Conference of the Absent
Spiritualist technology

In a certain sense, “Conference of the Absent” has all the characteristics of a spiritualist séance. The show is guided by a disembodied voice whose metallic tone seems not quite human. Everyone present hears the voice but no-one can place it.

By Caroline Godart

When the voice requests something or gives an order, the participants obey – they stand up, dance, even climb onto the stage. Absent voices reach us from far away, speaking through these bodies foreign to them, which appear as though by magic on the screen behind the stage. There is even a skull on a low table! Yet crowded as our world may be with phenomena long considered magical, the depth of its disenchantment is evident: in contrast to the séances of the 19th century, all the mechanisms are visible here. The phantoms whose testimony members of the audience read on stage are living persons, named and situated. The stage set is a regular domestic living room, and we’re told that that the skull on the table comes from a production of Hamlet.

Conference of the Absent in Brussels
Conference of the Absent in Brussels | © Goethe-Institut Brüssel | Photo: Sebastian Hoppe
Even the disembodied voice explains its own character and origins: rather than any sort of messenger from beyond, it turns out to be an assemblage programmed from voice recordings to sound at once assured and sympathetic.But still the mystery stubbornly persists. Modern and rational as the whole transparent set-up may seem to the audience, there remains a sense that the technology itself is displaying its esoteric powers here: where exactly does it come from, this voice whose instructions we follow? What limit point of the material world do we reach there? What parallel universe do we enter when we form an emotive, intellectual, aesthetic relationship with this phantom? And these absent persons who testify through the bodies physically present, are they even still alive? Can we be sure of that?  

Against the flow

Theater normally operates under rules diametrically opposed to those encountered here. Under ordinary circumstances, actors are definitely alive and physically present. In the rare cases where offstage voices are involved, the voice comes from someone in the wings, not from a phantom haunting the space. Bodies are visible, active and real, and of course the audience stay in their seats. Everything in theater is artifice, but the artifice itself reaffirms onstage the physical and logical world as we know it, playing on conventions familiar to all in its short-lived suggestion of another reality.

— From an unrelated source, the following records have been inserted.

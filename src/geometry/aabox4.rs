//! Helpers that test four axis aligned boxes at once.
//!
//! The serialized tree stores the bounds of four children per node in
//! structure-of-arrays form: one `Vec4` per axis per plane, lane `i`
//! belonging to child `i`. Empty child slots carry inverted bounds
//! (min > max on every axis) and must fail every test here.

use glam::{BVec4A, UVec4, Vec3, Vec4};

use super::oriented_box::OrientedBox;
use super::ray::RayInvDirection;

/// Mask of lanes whose bounds are inverted on at least one axis.
///
/// Used to reject empty child slots before a scale is applied; a negative
/// scale component would otherwise turn an inverted sentinel into a huge
/// valid box.
#[inline(always)]
pub fn aabox4_invalid(
    bounds_min_x: Vec4,
    bounds_min_y: Vec4,
    bounds_min_z: Vec4,
    bounds_max_x: Vec4,
    bounds_max_y: Vec4,
    bounds_max_z: Vec4,
) -> BVec4A {
    bounds_min_x.cmpgt(bounds_max_x)
        | bounds_min_y.cmpgt(bounds_max_y)
        | bounds_min_z.cmpgt(bounds_max_z)
}

/// Scales four boxes componentwise, renormalizing min/max so a negative
/// scale still yields min <= max.
#[inline(always)]
pub fn aabox4_scale(
    scale: Vec3,
    bounds_min_x: Vec4,
    bounds_min_y: Vec4,
    bounds_min_z: Vec4,
    bounds_max_x: Vec4,
    bounds_max_y: Vec4,
    bounds_max_z: Vec4,
) -> (Vec4, Vec4, Vec4, Vec4, Vec4, Vec4) {
    let x1 = bounds_min_x * Vec4::splat(scale.x);
    let x2 = bounds_max_x * Vec4::splat(scale.x);
    let y1 = bounds_min_y * Vec4::splat(scale.y);
    let y2 = bounds_max_y * Vec4::splat(scale.y);
    let z1 = bounds_min_z * Vec4::splat(scale.z);
    let z2 = bounds_max_z * Vec4::splat(scale.z);
    (
        x1.min(x2),
        y1.min(y2),
        z1.min(z2),
        x1.max(x2),
        y1.max(y2),
        z1.max(z2),
    )
}

/// Enlarges four boxes by a half extent on every side.
#[inline(always)]
pub fn aabox4_enlarge_with_extent(
    extent: Vec3,
    bounds_min_x: &mut Vec4,
    bounds_min_y: &mut Vec4,
    bounds_min_z: &mut Vec4,
    bounds_max_x: &mut Vec4,
    bounds_max_y: &mut Vec4,
    bounds_max_z: &mut Vec4,
) {
    *bounds_min_x -= Vec4::splat(extent.x);
    *bounds_min_y -= Vec4::splat(extent.y);
    *bounds_min_z -= Vec4::splat(extent.z);
    *bounds_max_x += Vec4::splat(extent.x);
    *bounds_max_y += Vec4::splat(extent.y);
    *bounds_max_z += Vec4::splat(extent.z);
}

/// Tests a ray against four boxes, returning the entry fraction per lane or
/// `f32::MAX` for lanes the ray misses. Lanes with inverted bounds miss.
pub fn ray_aabox4(
    origin: Vec3,
    inv_direction: &RayInvDirection,
    bounds_min_x: Vec4,
    bounds_min_y: Vec4,
    bounds_min_z: Vec4,
    bounds_max_x: Vec4,
    bounds_max_y: Vec4,
    bounds_max_z: Vec4,
) -> Vec4 {
    let mut t_min = Vec4::splat(-f32::MAX);
    let mut t_max = Vec4::splat(f32::MAX);
    let mut no_hit = aabox4_invalid(
        bounds_min_x,
        bounds_min_y,
        bounds_min_z,
        bounds_max_x,
        bounds_max_y,
        bounds_max_z,
    );

    let axes = [
        (origin.x, inv_direction.inv_direction.x, inv_direction.is_parallel[0], bounds_min_x, bounds_max_x),
        (origin.y, inv_direction.inv_direction.y, inv_direction.is_parallel[1], bounds_min_y, bounds_max_y),
        (origin.z, inv_direction.inv_direction.z, inv_direction.is_parallel[2], bounds_min_z, bounds_max_z),
    ];
    for (o, inv, parallel, lo, hi) in axes {
        if parallel {
            let o4 = Vec4::splat(o);
            no_hit |= lo.cmpgt(o4) | hi.cmplt(o4);
        } else {
            let t1 = (lo - Vec4::splat(o)) * Vec4::splat(inv);
            let t2 = (hi - Vec4::splat(o)) * Vec4::splat(inv);
            t_min = t_min.max(t1.min(t2));
            t_max = t_max.min(t1.max(t2));
        }
    }

    no_hit |= t_min.cmpgt(t_max) | t_max.cmplt(Vec4::ZERO);
    Vec4::select(no_hit, Vec4::splat(f32::MAX), t_min)
}

/// Tests an oriented box against four axis aligned boxes with a separating
/// axis test over the six face normals. The test is conservative: it can
/// report an overlap for a pair that is narrowly separated on a cross
/// product axis, which only costs a few extra per-triangle tests downstream.
pub fn aabox4_vs_box(
    box_: &OrientedBox,
    bounds_min_x: Vec4,
    bounds_min_y: Vec4,
    bounds_min_z: Vec4,
    bounds_max_x: Vec4,
    bounds_max_y: Vec4,
    bounds_max_z: Vec4,
) -> [bool; 4] {
    let orientation = &box_.orientation;
    let center = orientation.w_axis.truncate();
    let axis_x = orientation.x_axis.truncate();
    let axis_y = orientation.y_axis.truncate();
    let axis_z = orientation.z_axis.truncate();
    let he = box_.half_extents;

    // Oriented box projected onto the three world axes.
    let radius = axis_x.abs() * he.x + axis_y.abs() * he.y + axis_z.abs() * he.z;
    let mut overlaps = (Vec4::splat(center.x - radius.x)).cmple(bounds_max_x)
        & (Vec4::splat(center.x + radius.x)).cmpge(bounds_min_x)
        & (Vec4::splat(center.y - radius.y)).cmple(bounds_max_y)
        & (Vec4::splat(center.y + radius.y)).cmpge(bounds_min_y)
        & (Vec4::splat(center.z - radius.z)).cmple(bounds_max_z)
        & (Vec4::splat(center.z + radius.z)).cmpge(bounds_min_z);

    // The four AABBs projected onto the oriented box axes.
    let center_x4 = 0.5 * (bounds_min_x + bounds_max_x);
    let center_y4 = 0.5 * (bounds_min_y + bounds_max_y);
    let center_z4 = 0.5 * (bounds_min_z + bounds_max_z);
    let extent_x4 = 0.5 * (bounds_max_x - bounds_min_x);
    let extent_y4 = 0.5 * (bounds_max_y - bounds_min_y);
    let extent_z4 = 0.5 * (bounds_max_z - bounds_min_z);

    for (axis, box_radius) in [(axis_x, he.x), (axis_y, he.y), (axis_z, he.z)] {
        let projected_center = center_x4 * Vec4::splat(axis.x)
            + center_y4 * Vec4::splat(axis.y)
            + center_z4 * Vec4::splat(axis.z);
        let projected_radius = extent_x4 * Vec4::splat(axis.x.abs())
            + extent_y4 * Vec4::splat(axis.y.abs())
            + extent_z4 * Vec4::splat(axis.z.abs());
        let distance = (projected_center - Vec4::splat(axis.dot(center))).abs();
        overlaps &= distance.cmple(projected_radius + Vec4::splat(box_radius));
    }

    [
        overlaps.test(0),
        overlaps.test(1),
        overlaps.test(2),
        overlaps.test(3),
    ]
}

/// Sorts four lanes by descending distance, drops lanes whose distance is
/// not below `early_out_fraction`, and shifts the survivors to the front of
/// `properties` (descending order preserved, so the last survivor is the
/// closest). Surviving distances are written to `distance_out`.
/// Returns the survivor count.
#[inline]
pub fn sort4_reverse_and_shift(
    distance: Vec4,
    properties: &mut UVec4,
    early_out_fraction: f32,
    distance_out: &mut [f32],
) -> usize {
    let mut d = distance.to_array();
    let mut p = properties.to_array();

    // Five comparator sorting network, largest distance first.
    for (a, b) in [(0, 1), (2, 3), (0, 2), (1, 3), (1, 2)] {
        if d[a] < d[b] {
            d.swap(a, b);
            p.swap(a, b);
        }
    }

    let mut survivors = 0;
    for value in d {
        if value < early_out_fraction {
            survivors += 1;
        }
    }
    let shift = 4 - survivors;
    for i in 0..survivors {
        d[i] = d[i + shift];
        p[i] = p[i + shift];
    }
    *properties = UVec4::from_array(p);
    distance_out[..survivors].copy_from_slice(&d[..survivors]);
    survivors
}

/// Moves the properties of hit lanes to the front, preserving their order.
/// Returns the hit count.
#[inline]
pub fn partition_hits_first(hits: [bool; 4], properties: &mut UVec4) -> usize {
    let p = properties.to_array();
    let mut out = [0u32; 4];
    let mut count = 0;
    for i in 0..4 {
        if hits[i] {
            out[count] = p[i];
            count += 1;
        }
    }
    let mut tail = count;
    for i in 0..4 {
        if !hits[i] {
            out[tail] = p[i];
            tail += 1;
        }
    }
    *properties = UVec4::from_array(out);
    count
}
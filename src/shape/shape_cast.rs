use glam::Vec3;

use crate::geometry::bounding_box::BoundingBox;

/// A convex shape swept along a direction, expressed in the mesh's space.
#[derive(Clone, Copy, Debug)]
pub struct ShapeCast {
    /// Direction and length of the sweep; fractions are relative to it.
    pub direction: Vec3,
    /// Bounds of the cast shape at its starting position.
    pub shape_bounds: BoundingBox,
}

impl ShapeCast {
    #[inline(always)]
    pub fn new(direction: Vec3, shape_bounds: BoundingBox) -> Self {
        Self {
            direction,
            shape_bounds,
        }
    }
}
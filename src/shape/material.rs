use std::fmt::Debug;
use std::sync::Arc;

/// An opaque surface material handle.
///
/// The mesh shape only stores and returns materials; their meaning lives
/// in the surrounding engine. The fallback for meshes without a material
/// list is injected through the settings rather than read from a global.
pub trait IPhysicsMaterial: Debug + Send + Sync {
    /// Name for debugging purposes.
    fn debug_name(&self) -> &str {
        "Unknown"
    }
}

/// Shared material handle.
pub type PhysicsMaterialRef = Arc<dyn IPhysicsMaterial>;

/// Material used when a mesh carries no material list.
#[derive(Debug, Default)]
pub struct DefaultPhysicsMaterial;

impl IPhysicsMaterial for DefaultPhysicsMaterial {
    fn debug_name(&self) -> &str {
        "Default"
    }
}

#[cfg(test)]
mod tests {
    use super::*;

    #[test]
    fn default_material_is_shareable() {
        let material: PhysicsMaterialRef = Arc::new(DefaultPhysicsMaterial);
        let clone = material.clone();
        assert_eq!(clone.debug_name(), "Default");
    }
}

Conference of the Absent departs from these conventions, leading us into the density of the technological mystery which now paradoxically forms our routine worldly reality. We may prize our rationalism like a trophy, but the esoteric, the invisible and the omnipresent - the voices of disembodied creatures – have become the matter of our everyday life. As Rimini Protokoll show, it is within that reality – always already double and disturbing, actual and virtual – that we must bring to life and multiply everything that constitutes our humanity and our materiality: by sharing emotions, telling stories and formulating ideas, and in doing so forming communities, ephemeral or imagined as those may be.

Caroline Godart

Caroline Godart is a writer based in Brussels. She holds a PhD in Comparative Literature (Rutgers University, USA, 2014). Her publications include The Dimensions of Difference: Space, Time and Bodies in Women's Cinema and Continental Philosophy (Rowman and Littlefield, London 2015). She is co-editor of the journal Alternatives Théâtrales and was dramaturg at Théâtre La Bellone in Brussels. She teaches literature and philosophy at the Ecole de Recherches Graphiques (ERG).